Na verdade, para Hilberg, o antissemitismo é bem mais do que uma das múltiplas variantes do racismo. O carácter cíclico da perseguição e do ódio antijudaico, a sua longevidade, a constância das perseguições, a força e a extensão desse ódio com todos os mitos e fantasmas que ele não deixa de suscitar, fazem do antissemitismo um fenómeno único.
Pioneiro na historiografia do Holocausto, Raul Hilberg nasceu em Viena em 1926, tendo acompanhado os pais em 1939 na fuga de uma Áustria nazificada para os Estados Unidos. Tinha 13 anos e, ao mesmo tempo que estudava, trabalhava a meio tempo como operário em fábricas de Manhattan. Anos mais tarde, integra o exército americano e, ironia da história, será como soldado americano que voltará à Europa no quadro da Segunda Grande Guerra. Cantonado várias semanas no final da guerra em Munique, precisamente no antigo quartel-general do partido nazi, Hilberg depara-se com cerca de 60 caixas de madeira: “Consegui abrir algumas e descobri que elas continham a biblioteca pessoal de Hitler.”

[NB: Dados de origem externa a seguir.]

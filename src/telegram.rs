//! Minimal Telegram Bot API client.
//!
//! Covers the three calls the bot needs: `getUpdates` long polling for
//! inbound commands, `sendMessage` for text replies and `sendPhoto` for
//! rendered charts. Delivery failures are surfaced to the caller but never
//! feed back into the polling schedule.

use crate::core::SubscriberId;
use serde::Deserialize;
use std::time::Duration;

/// How long a `getUpdates` call is allowed to block server-side.
const LONG_POLL_SECS: u64 = 30;

/// Telegram Bot API client.
pub struct TelegramClient {
    base_url: String,
    client: reqwest::Client,
}

/// Telegram client error types.
#[derive(Debug)]
pub enum TelegramError {
    /// Network/HTTP error
    Network(String),
    /// Response body could not be decoded
    Decode(String),
    /// The Bot API rejected the request
    Api(String),
}

impl std::fmt::Display for TelegramError {
    fn fmt(&self, f: &mut std::fmt::Formatter<'_>) -> std::fmt::Result {
        match self {
            TelegramError::Network(msg) => write!(f, "Telegram network error: {msg}"),
            TelegramError::Decode(msg) => write!(f, "Telegram decode error: {msg}"),
            TelegramError::Api(msg) => write!(f, "Telegram API error: {msg}"),
        }
    }
}

impl std::error::Error for TelegramError {}

/// One inbound update from `getUpdates`.
#[derive(Debug, Clone, Deserialize)]
pub struct Update {
    /// Monotonically increasing update identifier
    pub update_id: i64,
    /// The message carried by this update, if any
    pub message: Option<Message>,
}

/// An inbound chat message.
#[derive(Debug, Clone, Deserialize)]
pub struct Message {
    /// The chat the message was sent in
    pub chat: Chat,
    /// Text content, if this is a text message
    pub text: Option<String>,
}

/// The chat a message belongs to.
#[derive(Debug, Clone, Deserialize)]
pub struct Chat {
    pub id: i64,
}

/// Envelope every Bot API response is wrapped in.
#[derive(Debug, Deserialize)]
struct ApiResponse<T> {
    ok: bool,
    result: Option<T>,
    description: Option<String>,
}

impl<T> ApiResponse<T> {
    fn into_result(self) -> Result<T, TelegramError> {
        if self.ok {
            self.result
                .ok_or_else(|| TelegramError::Decode("missing result field".to_string()))
        } else {
            Err(TelegramError::Api(
                self.description
                    .unwrap_or_else(|| "Unknown error".to_string()),
            ))
        }
    }
}

impl TelegramClient {
    /// Create a new client for the given bot token.
    pub fn new(token: &str) -> Self {
        // The client timeout must outlast the server-side long poll.
        let client = reqwest::Client::builder()
            .timeout(Duration::from_secs(LONG_POLL_SECS + 10))
            .build()
            .expect("Failed to create HTTP client");

        Self {
            base_url: format!("https://api.telegram.org/bot{token}"),
            client,
        }
    }

    fn method_url(&self, method: &str) -> String {
        format!("{}/{method}", self.base_url)
    }

    /// Long-poll for updates after the given offset.
    pub async fn get_updates(&self, offset: i64) -> Result<Vec<Update>, TelegramError> {
        let response = self
            .client
            .get(self.method_url("getUpdates"))
            .query(&[("offset", offset), ("timeout", LONG_POLL_SECS as i64)])
            .send()
            .await
            .map_err(|e| TelegramError::Network(e.to_string()))?;

        response
            .json::<ApiResponse<Vec<Update>>>()
            .await
            .map_err(|e| TelegramError::Decode(e.to_string()))?
            .into_result()
    }

    /// Send a text message to a chat.
    pub async fn send_message(
        &self,
        chat: SubscriberId,
        text: &str,
    ) -> Result<(), TelegramError> {
        let response = self
            .client
            .post(self.method_url("sendMessage"))
            .json(&serde_json::json!({
                "chat_id": chat.0,
                "text": text,
            }))
            .send()
            .await
            .map_err(|e| TelegramError::Network(e.to_string()))?;

        response
            .json::<ApiResponse<serde_json::Value>>()
            .await
            .map_err(|e| TelegramError::Decode(e.to_string()))?
            .into_result()
            .map(|_| ())
    }

    /// Send a PNG photo to a chat with a caption.
    pub async fn send_photo(
        &self,
        chat: SubscriberId,
        png: Vec<u8>,
        caption: &str,
    ) -> Result<(), TelegramError> {
        let photo = reqwest::multipart::Part::bytes(png)
            .file_name("chart.png")
            .mime_str("image/png")
            .map_err(|e| TelegramError::Api(e.to_string()))?;

        let form = reqwest::multipart::Form::new()
            .text("chat_id", chat.0.to_string())
            .text("caption", caption.to_string())
            .part("photo", photo);

        let response = self
            .client
            .post(self.method_url("sendPhoto"))
            .multipart(form)
            .send()
            .await
            .map_err(|e| TelegramError::Network(e.to_string()))?;

        response
            .json::<ApiResponse<serde_json::Value>>()
            .await
            .map_err(|e| TelegramError::Decode(e.to_string()))?
            .into_result()
            .map(|_| ())
    }
}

De volta aos Estados Unidos, Raul Hilberg decide abandonar o curso de Química e dedicar a sua vida ao estudo da máquina de morte nazi. A sua tese, intitulada A Destruição dos Judeus Europeus, só será publicada em 1961 numa pequena editora. Acolhida com indiferença e desconfiança, a sua obra será reconhecida internacionalmente apenas 20 anos depois.
Na caracterização lapidar do antissemitismo acima citada, Hilberg não vai além do nazismo, objecto do seu estudo. Na verdade, esperava-se, ou mais precisamente seria de esperar, que o trauma da catástrofe da Shoah agisse como um antídoto contra o antissemitismo, uma espécie de vacina violenta e dolorosa que acabasse de vez com o ódio aos judeus. Mas isso não aconteceu: assim como a história não acabou com a queda da Cortina de Ferro, o antissemitismo não acabou depois do Holocausto.
Manteve-se na Rússia soviética e nos países do Leste europeu e cada vez mais abertamente também no ocidente europeu, onde, a partir da criação do Estado de Israel, ressurgiu sob a forma de um anti-sionismo radical, de face muçulmana. Todos os atentados a pessoas e alvos judaicos na Europa têm sido praticamente sem excepção cometidos em nome do islão.
Mas o vírus inicial não desaparecera e hoje, numa Europa em busca de si própria, manifesta-se cada vez com maior intensidade. Produto da erosão da democracia representativa, vemos hoje assumirem ou partilharem o poder forças que acreditávamos extintas, vencidas pela História. Denominadas com demasiado pudor de “populistas”, elas são na verdade fascizantes e ressurgem precisamente em países cujo passado nunca passou definitivamente: Hungria, Polónia, Alemanha, Itália... O desgaste contínuo dos sistemas democráticos e nomeadamente a descrença na União Europeia alargará certamente o leque desses países com as suas características principais – nacionalismo tribal, xenofobia, antissemitismo, violência... e em consequência a sangria judaica da Europa. Se é verdade que ser judeu hoje na Europa é ter do ponto de vista individual a mesma liberdade, as mesmas condições e direitos de qualquer cidadão, colectivamente, é viver numa comunidade em perda e insegura sobre o amanhã.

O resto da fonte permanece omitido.